Modern day sod busters
Phil Stocker - 15 July 2010
As the old saying goes, there are three types of people in this world - those that lead, those that follow, and those that wondered what the hell happened. I want to pay tribute to some of those leaders – the pioneers or 'early adopters' – whose contribution to the organic movement is often not recognised or rewarded.
Most organic farmers and growers will fall within the second category – those who haven’t led but have followed. They may have followed after being inspired, or followed opportunities in the market, or followed because of agri environment incentives.

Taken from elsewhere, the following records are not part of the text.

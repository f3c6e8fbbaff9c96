//! Device
//!
//! - [`backend`]: the [`GpuBackend`] seam and its pass encoder traits
//! - [`wgpu_backend`]: the wgpu implementation
//! - [`recording`]: a headless backend that logs every call
//! - [`frame`]: encoder / pass state machine and the pending submit queue
//! - [`tracked_pass`]: redundant state filtering inside a render pass
//! - [`indirect`]: per-frame indirect draw slots
//! - [`uniform_ring`]: per-frame dynamic uniform ring
//! - [`readback`]: asynchronous buffer read-back
//! - [`gpu_device`]: the device tying all of the above together

pub mod backend;
mod blit;
pub mod frame;
pub mod gpu_device;
pub mod indirect;
pub mod readback;
pub mod recording;
pub mod tracked_pass;
pub mod uniform_ring;
pub mod wgpu_backend;

pub use backend::{BackBuffer, ComputePassEncoder, GpuBackend, RenderPassEncoder};
pub use frame::{FrameController, FrameState};
pub use gpu_device::{
    DEFAULT_DEPTH_FORMAT, DispatchCall, DrawCall, DrawRange, GpuDevice, IndexBufferBinding,
    RenderPassDesc, VertexBufferBinding, Workgroups,
};
pub use indirect::{IndirectDrawBuffer, IndirectSlots};
pub use readback::ReadbackReceiver;
pub use recording::{Command, RecordedHandle, RecordingBackend};
pub use tracked_pass::TrackedRenderPass;
pub use uniform_ring::UniformRing;
pub use wgpu_backend::WgpuBackend;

But the organic farming and growing world has more than its share of pioneers. Indeed, until the emergence of an ‘organic market’ just 20 years or so ago – and remember that the era of organic policy support didn’t start until the late 1990s – virtually all organic producers could claim to be pioneers. They were doing something different because they believed in it – they were challenging the ‘accepted way’ that had had emerged from a period of food insecurity, a period when investment and profit of the chemical input manufacturers heavily influenced farm practices, and a period where our agricultural colleges and universities have produced several generations of farmers and growers where most can only comprehend an input focussed and industrial approach to food production.
Many of these ‘organic’ pioneers are still around and remind us periodically that they farmed organically before conversion grants and market premiums were available. It is important that their role and contribution is recognised – for we wouldn’t be where we are today without them. It would be justifiable reward if they were all benefiting from the interest and demand for organic food, from the agri-environment payments, and maybe from teaching others how to grow and farm in a sustainable way.
Today, there is another a new wave of pioneers, a group of people who are sometimes criticised for the wealth and capital investment they have brought into organic farming – for setting up farms and infrastructure that may not be financially viable in today’s economy, and for showcasing models that may not be truly replicable elsewhere… But these people are bringing vision and a radical approach that may well assist and inform the future direction of our farming and food activities in years to come. Their timing will present challenges for the high investment made in infrastructure that makes high quality products, provides excellent animal welfare, enables produce to be truly local, and provides infrastructure and activities to allow the public to get closer to their food.
While this pioneering investment may struggle to pay today, it is often down to policies and trade practices that incentivises ‘bad’ rather than ‘good’ practice. Rather than dismiss these early adopters, it might be better to recognise the influence that their work can have – through their campaigning and demonstration. Thanks to their efforts, we may be in the position to support the next wave of followers. After all, that’s simply what our earlier pioneers did – they would have done what they believed in for as long as they possibly could, whether it paid or not, while campaigning for their beliefs and finding ways to succeed. I applaud them, one and all.